2- Enable eligible landowners to include clauses prescribing certain types of environmentally practices.
If the farmer does not respect some of these clauses, the landowner can decide to put an end to the lease or not to renew it.
The environmental lease is a way to include consideration for the public interest (environmental protection) into contract law. It is therefore limited to specific owners or areas.
public authorities and environmental organisations (2006)
charitable trusts and solidarity-based companies were added in 2007
any land owner on areas legally defined as requiring specific protection - e.g.

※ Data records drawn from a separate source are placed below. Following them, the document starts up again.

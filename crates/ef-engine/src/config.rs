use ef_types::{config_error, DeviceMesh, EfResult};
use serde::{Deserialize, Serialize};
use std::path::Path;

/// Workflow configuration
#[derive(Debug, Clone, PartialEq, Serialize, Deserialize)]
pub struct WorkflowConfig {
    pub name: String,
    /// Seed for the workflow's root random key.
    pub seed: u64,
    /// Run batched lanes on the rayon pool instead of sequentially.
    pub parallel_lanes: bool,
    /// Device set for multi-device placement. `None` keeps everything on one device.
    pub devices: Option<DeviceMesh>,
}

impl WorkflowConfig {
    pub fn new(name: impl Into<String>) -> Self {
        Self {
            name: name.into(),
            ..Self::default()
        }
    }

    pub fn with_seed(mut self, seed: u64) -> Self {
        self.seed = seed;
        self
    }

    pub fn with_parallel_lanes(mut self, parallel: bool) -> Self {
        self.parallel_lanes = parallel;
        self
    }

    pub fn with_devices(mut self, mesh: DeviceMesh) -> Self {
        self.devices = Some(mesh);
        self
    }

    pub fn validate(&self) -> EfResult<()> {
        if self.name.trim().is_empty() {
            return Err(config_error!("workflow name must not be empty"));
        }
        if let Some(mesh) = &self.devices {
            if mesh.is_empty() {
                return Err(config_error!("device mesh for {} has no devices", self.name));
            }
        }
        Ok(())
    }

    pub fn from_json_str(json: &str) -> EfResult<Self> {
        let config: Self = serde_json::from_str(json)?;
        config.validate()?;
        Ok(config)
    }

    pub fn from_json_file(path: impl AsRef<Path>) -> EfResult<Self> {
        let text = std::fs::read_to_string(path)?;
        Self::from_json_str(&text)
    }
}

impl Default for WorkflowConfig {
    fn default() -> Self {
        Self {
            name: "workflow".to_string(),
            seed: 0,
            parallel_lanes: true,
            devices: None,
        }
    }
}
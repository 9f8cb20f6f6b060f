//! Attribute roles and per-component schemas.
//!
//! Each component type declares an explicit [`Schema`] naming every field and
//! its [`AttributeRole`]. The schema is resolved when the module tree is
//! built; nothing is discovered by introspection at run time.

use serde::{Deserialize, Serialize};
use std::collections::{BTreeSet, HashSet};

use crate::errors::{EfResult, StructureError};
use crate::state::LocalState;
use crate::tensor::Tensor;

/// How a field participates in iteration.
#[derive(Debug, Clone, Copy, PartialEq, Eq, Hash, Serialize, Deserialize)]
pub enum AttributeRole {
    /// Fixed at construction, lives in the component itself, never in State.
    Constant,
    /// Tunable and batchable; captured in State and overridable by HPO.
    Parameter,
    /// Iteration state.
    Mutable,
}

impl AttributeRole {
    /// Whether values of this role are captured in State.
    pub fn is_stateful(self) -> bool {
        !matches!(self, Self::Constant)
    }
}

/// Declaration of a single field.
#[derive(Debug, Clone, PartialEq, Serialize, Deserialize)]
pub struct AttributeSpec {
    pub name: String,
    pub role: AttributeRole,
    /// Default value for parameters; the fixed value for constants.
    pub default: Option<Tensor>,
    /// Axis along which the value is population-sized, if any. Used when
    /// placing state across devices.
    pub population_axis: Option<usize>,
}

impl AttributeSpec {
    /// Declared shape, taken from the default value when present.
    pub fn shape(&self) -> Option<&[usize]> {
        self.default.as_ref().map(|d| d.shape())
    }
}

/// Ordered list of attribute declarations for one component type.
#[derive(Debug, Clone, Default, PartialEq, Serialize, Deserialize)]
pub struct Schema {
    attributes: Vec<AttributeSpec>,
}

impl Schema {
    pub fn new() -> Self {
        Self::default()
    }

    pub fn constant(mut self, name: impl Into<String>, value: Tensor) -> Self {
        self.attributes.push(AttributeSpec {
            name: name.into(),
            role: AttributeRole::Constant,
            default: Some(value),
            population_axis: None,
        });
        self
    }

    pub fn parameter(mut self, name: impl Into<String>, default: Tensor) -> Self {
        self.attributes.push(AttributeSpec {
            name: name.into(),
            role: AttributeRole::Parameter,
            default: Some(default),
            population_axis: None,
        });
        self
    }

    pub fn mutable(mut self, name: impl Into<String>) -> Self {
        self.attributes.push(AttributeSpec {
            name: name.into(),
            role: AttributeRole::Mutable,
            default: None,
            population_axis: None,
        });
        self
    }

    /// A mutable field whose leading axis is the population axis.
    pub fn population(mut self, name: impl Into<String>) -> Self {
        self.attributes.push(AttributeSpec {
            name: name.into(),
            role: AttributeRole::Mutable,
            default: None,
            population_axis: Some(0),
        });
        self
    }

    pub fn get(&self, name: &str) -> Option<&AttributeSpec> {
        self.attributes.iter().find(|a| a.name == name)
    }

    pub fn iter(&self) -> impl Iterator<Item = &AttributeSpec> {
        self.attributes.iter()
    }

    pub fn len(&self) -> usize {
        self.attributes.len()
    }

    pub fn is_empty(&self) -> bool {
        self.attributes.is_empty()
    }

    /// Attributes captured in State (parameters and mutables).
    pub fn stateful(&self) -> impl Iterator<Item = &AttributeSpec> {
        self.attributes.iter().filter(|a| a.role.is_stateful())
    }

    pub fn parameters(&self) -> impl Iterator<Item = &AttributeSpec> {
        self.attributes
            .iter()
            .filter(|a| a.role == AttributeRole::Parameter)
    }

    pub fn validate(&self) -> EfResult<()> {
        let mut seen = HashSet::new();
        for attr in &self.attributes {
            if attr.name.is_empty() || attr.name.contains('.') {
                return Err(StructureError::InvalidName {
                    name: attr.name.clone(),
                    reason: "attribute names must be non-empty and contain no '.'".into(),
                }
                .into());
            }
            if !seen.insert(attr.name.as_str()) {
                return Err(StructureError::DuplicateAttribute {
                    name: attr.name.clone(),
                }
                .into());
            }
        }
        Ok(())
    }

    /// Check that `local` holds exactly the stateful attributes declared here.
    pub fn check_local(&self, path: &str, local: &LocalState) -> EfResult<()> {
        let expected: BTreeSet<&str> = self.stateful().map(|a| a.name.as_str()).collect();
        let actual: BTreeSet<&str> = local.names().collect();
        if expected == actual {
            return Ok(());
        }
        Err(StructureError::SchemaMismatch {
            path: path.to_string(),
            missing: expected.difference(&actual).map(|s| s.to_string()).collect(),
            unexpected: actual.difference(&expected).map(|s| s.to_string()).collect(),
        }
        .into())
    }
}
impl State {
    pub fn new() -> Self {
        Self::default()
    }

    /// Builder used while assembling a fresh snapshot.
    pub fn with_node(mut self, path: impl Into<String>, local: LocalState) -> Self {
        self.nodes.insert(path.into(), Arc::new(local));
        self
    }

    pub fn resolve(&self, path: &str) -> EfResult<&LocalState> {
        self.nodes
            .get(path)
            .map(Arc::as_ref)
            .ok_or_else(|| not_found(path))
    }

    pub fn contains(&self, path: &str) -> bool {
        self.nodes.contains_key(path)
    }

    /// Replace one node's slice. All other slices are shared with `self`.
    pub fn update(&self, path: &str, local: LocalState) -> EfResult<State> {
        if !self.nodes.contains_key(path) {
            return Err(not_found(path));
        }
        let mut next = self.clone();
        next.nodes.insert(path.to_string(), Arc::new(local));
        Ok(next)
    }

    pub fn paths(&self) -> impl Iterator<Item = &str> {
        self.nodes.keys().map(String::as_str)
    }

    pub fn len(&self) -> usize {
        self.nodes.len()
    }

    pub fn is_empty(&self) -> bool {
        self.nodes.is_empty()
    }

    pub fn batch_dims(&self) -> &[usize] {
        &self.batch_dims
    }

    /// Size of the outermost batch axis, if stacked.
    pub fn batch_size(&self) -> Option<usize> {
        self.batch_dims.first().copied()
    }

    pub fn is_batched(&self) -> bool {
        !self.batch_dims.is_empty()
    }

    /// Whether `self` and `other` hold the very same allocation for `path`.
    pub fn shares_node(&self, other: &State, path: &str) -> bool {
        match (self.nodes.get(path), other.nodes.get(path)) {
            (Some(a), Some(b)) => Arc::ptr_eq(a, b),
            _ => false,
        }
    }

    /// Look up a tensor leaf by qualified path (`node.attr`, or `attr` at the root).
    pub fn leaf(&self, qualified: &str) -> EfResult<&Tensor> {
        let (path, name) = split_qualified(qualified);
        let local = self.resolve(path)?;
        match local.get(name) {
            Some(Value::Tensor(t)) => Ok(t),
            Some(_) => Err(StructureError::ValueKind {
                name: qualified.to_string(),
                expected: "tensor".into(),
            }
            .into()),
            None => Err(StructureError::AttributeNotFound {
                path: display_path(path).to_string(),
                name: name.to_string(),
            }
            .into()),
        }
    }

    /// Replace an existing tensor leaf.
    pub fn with_leaf(&self, qualified: &str, value: Tensor) -> EfResult<State> {
        self.leaf(qualified)?;
        let (path, name) = split_qualified(qualified);
        let mut local = self.resolve(path)?.clone();
        local.insert(name, value);
        self.update(path, local)
    }

    /// All tensor leaves at this level, keyed by qualified path.
    pub fn leaves(&self) -> impl Iterator<Item = (String, &Tensor)> {
        self.nodes.iter().flat_map(|(path, local)| {
            local
                .iter()
                .filter_map(move |(name, value)| value.as_tensor().map(|t| (qualify(path, name), t)))
        })
    }

    /// Combine homogeneous states along a new leading axis of size `states.len()`.
    pub fn stack(states: &[State]) -> EfResult<State> {
        let first = states.first().ok_or(StructureError::EmptyStack)?;
        for (i, other) in states.iter().enumerate().skip(1) {
            if other.batch_dims != first.batch_dims {
                return Err(stack_mismatch(format!(
                    "state {i} has batch dims {:?}, expected {:?}",
                    other.batch_dims, first.batch_dims
                )));
            }
            let a: BTreeSet<&str> = first.paths().collect();
            let b: BTreeSet<&str> = other.paths().collect();
            if a != b {
                return Err(stack_mismatch(format!(
                    "state {i} has paths {b:?}, expected {a:?}"
                )));
            }
            if other.placement != first.placement {
                return Err(stack_mismatch(format!(
                    "state {i} has a different placement"
                )));
            }
        }

        let mut nodes = BTreeMap::new();
        for (path, local) in &first.nodes {
            let mut stacked = LocalState::new();
            for (name, value) in local.iter() {
                let column = states
                    .iter()
                    .map(|s| {
                        s.nodes[path].get(name).ok_or_else(|| {
                            stack_mismatch(format!(
                                "attribute {} missing in some states",
                                qualify(path, name)
                            ))
                        })
                    })
                    .collect::<EfResult<Vec<&Value>>>()?;
                stacked.insert(name, stack_column(&qualify(path, name), value, &column)?);
            }
            for s in states.iter().skip(1) {
                if s.nodes[path].len() != local.len() {
                    return Err(stack_mismatch(format!(
                        "node {} has differing attribute names",
                        display_path(path)
                    )));
                }
            }
            nodes.insert(path.clone(), Arc::new(stacked));
        }

        let mut batch_dims = Vec::with_capacity(first.batch_dims.len() + 1);
        batch_dims.push(states.len());
        batch_dims.extend_from_slice(&first.batch_dims);
        let placement = first
            .placement
            .iter()
            .map(|(leaf, directive)| (leaf.clone(), shift_directive(directive, true)))
            .collect();
        Ok(State {
            nodes,
            batch_dims,
            placement,
        })
    }

    /// Inverse of [`State::stack`]: split along the outermost batch axis.
    pub fn unstack(&self) -> EfResult<Vec<State>> {
        let n = self.batch_size().ok_or(StructureError::NotBatched)?;
        let inner_dims = self.batch_dims[1..].to_vec();
        let mut lanes: Vec<BTreeMap<String, LocalState>> = vec![BTreeMap::new(); n];

        for (path, local) in &self.nodes {
            for lane in lanes.iter_mut() {
                lane.insert(path.clone(), LocalState::new());
            }
            for (name, value) in local.iter() {
                let parts: Vec<Value> = match value {
                    Value::Tensor(t) => unstack_leading(t)?.into_iter().map(Value::from).collect(),
                    Value::State(s) => s.unstack()?.into_iter().map(Value::from).collect(),
                };
                if parts.len() != n {
                    return Err(StructureError::ShapeMismatch {
                        context: format!("batch axis of {}", qualify(path, name)),
                        expected: vec![n],
                        actual: vec![parts.len()],
                    }
                    .into());
                }
                for (lane, part) in lanes.iter_mut().zip(parts) {
                    if let Some(slot) = lane.get_mut(path) {
                        slot.insert(name, part);
                    }
                }
            }
        }

        let placement: BTreeMap<String, ShardDirective> = self
            .placement
            .iter()
            .map(|(leaf, directive)| (leaf.clone(), shift_directive(directive, false)))
            .collect();
        Ok(lanes
            .into_iter()
            .map(|nodes| State {
                nodes: nodes.into_iter().map(|(k, v)| (k, Arc::new(v))).collect(),
                batch_dims: inner_dims.clone(),
                placement: placement.clone(),
            })
            .collect())
    }

    /// Attach per-leaf placement directives. A single-device spec leaves the
    /// state untouched.
    pub fn shard(&self, spec: &PlacementSpec) -> EfResult<State> {
        if spec.is_trivial() {
            return Ok(self.clone());
        }
        for qualified in spec.split_axes.keys() {
            self.leaf(qualified)?;
        }
        let batch_rank = self.batch_dims.len();
        let mut placement = BTreeMap::new();
        for (qualified, tensor) in self.leaves() {
            let directive = spec.directive_for(&qualified, batch_rank);
            if let ShardDirective::Split { axis, .. } = &directive {
                let len = tensor.shape().get(*axis).copied().ok_or_else(|| {
                    EfError::from(StructureError::InvalidPlacement {
                        path: qualified.clone(),
                        message: format!("axis {axis} out of range for rank {}", tensor.ndim()),
                    })
                })?;
                directive.slices(&qualified, len)?;
            }
            placement.insert(qualified, directive);
        }
        let mut next = self.clone();
        next.placement = placement;
        Ok(next)
    }

    pub fn placement(&self, qualified: &str) -> Option<&ShardDirective> {
        self.placement.get(qualified)
    }

    pub fn is_sharded(&self) -> bool {
        self.placement
            .values()
            .any(|d| matches!(d, ShardDirective::Split { .. }))
    }

    pub fn to_json(&self) -> EfResult<String> {
        Ok(serde_json::to_string(self)?)
    }

    pub fn from_json(json: &str) -> EfResult<State> {
        Ok(serde_json::from_str(json)?)
    }
}
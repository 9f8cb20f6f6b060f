use ef_types::{Candidates, EfResult, Hook, HookContext, HookSet, Monitor, NodeContext, State, Tensor};
use tracing::debug;

/// A registered monitor and its resolved identity.
pub(crate) struct MonitorSlot {
    pub name: String,
    pub ctx: NodeContext,
    pub hooks: HookSet,
    pub monitor: Box<dyn Monitor>,
}

/// Stage-specific arguments passed to a hook.
#[derive(Clone, Copy)]
pub(crate) enum HookArgs<'a> {
    Empty,
    Candidates(&'a Candidates),
    Fitness(&'a Tensor),
    Evaluated(&'a Candidates, &'a Tensor),
}

/// Run `hook` on every subscribed monitor, in registration order, threading
/// each monitor's returned local state back into `state`.
pub(crate) fn dispatch(
    monitors: &[MonitorSlot],
    hook: Hook,
    mut state: State,
    generation: u64,
    lane: usize,
    args: HookArgs<'_>,
) -> EfResult<State> {
    for slot in monitors.iter().filter(|s| s.hooks.contains(hook)) {
        debug!(monitor = %slot.name, hook = hook.name(), generation, lane, "dispatching hook");
        let local = state.resolve(&slot.ctx.path)?;
        let ctx = HookContext {
            node: &slot.ctx,
            state: &state,
            generation,
            lane,
        };
        let m = &slot.monitor;
        let updated = match (hook, args) {
            (Hook::Setup, _) => m.setup(&ctx, local)?,
            (Hook::PreAsk, _) => m.pre_ask(&ctx, local)?,
            (Hook::PostAsk, HookArgs::Candidates(c)) => m.post_ask(&ctx, local, c)?,
            (Hook::PreEval, HookArgs::Candidates(c)) => m.pre_eval(&ctx, local, c)?,
            (Hook::PostEval, HookArgs::Evaluated(c, f)) => m.post_eval(&ctx, local, c, f)?,
            (Hook::PreTell, HookArgs::Fitness(f)) => m.pre_tell(&ctx, local, f)?,
            (Hook::PostTell, _) => m.post_tell(&ctx, local)?,
            (hook, _) => {
                return Err(ef_types::internal_error!(
                    "hook {} dispatched without its arguments",
                    hook.name()
                ))
            }
        };
        if let Some(new_local) = updated {
            state = state.update(&slot.ctx.path, new_local)?;
        }
    }
    Ok(state)
}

Natura 2000, river banks, national parks, water catchment areas, etc.
Any public or private owner may now insert environmental clauses aiming specifically at maintaining practices or infrastructures which are preserving “water, biodiversity, landscapes and the quality of produce, soils or air” or which are preventing “natural risks and erosion” (2014)
This latter addition for instance means that any landowner can know sign an environmental lease including a clause on organic agriculture, when the farm was already in organic farming. S/he cannot do it if the farm was not previously in organic farming, or if there is already a classical farm lease in force.
There is a limited list of 16 legally defined clauses that can be added. These have been complemented and specified in 2015 and now include:
– organic agriculture (2006) and breeding (2015);
– limitation or prohibition of fertilizers and phytosanitary products;
– soil preservation;
– prohibition of irrigation and drainage;
– no ploughing up of grassland;
– diversification of crop rotation;
– specific harvesting techniques;
– the creation, preservation and management of agroecological infrastructures such as hedges, slopes, terraces, ponds and groves
– agroforestry (2015)
Since its creation, this lease has only been little used (a recent study found about 350 such leases). This partly results from the limitation in the types of owners and areas eligible to sign such leases. Most of the existing leases have also been signed for nature conservation purposes only. Only few were signed with the joint aim of developing agricultural practices and protecting the environment.
Mobilisation from state and non-state actors is needed to promote the environmental lease with public and private owners and make it used more broadly. Land owners also need technical and legal support to better understand how to write and implement such leases. Finally, the list of clauses, and the way to monitor and enforce them, still need consolidation.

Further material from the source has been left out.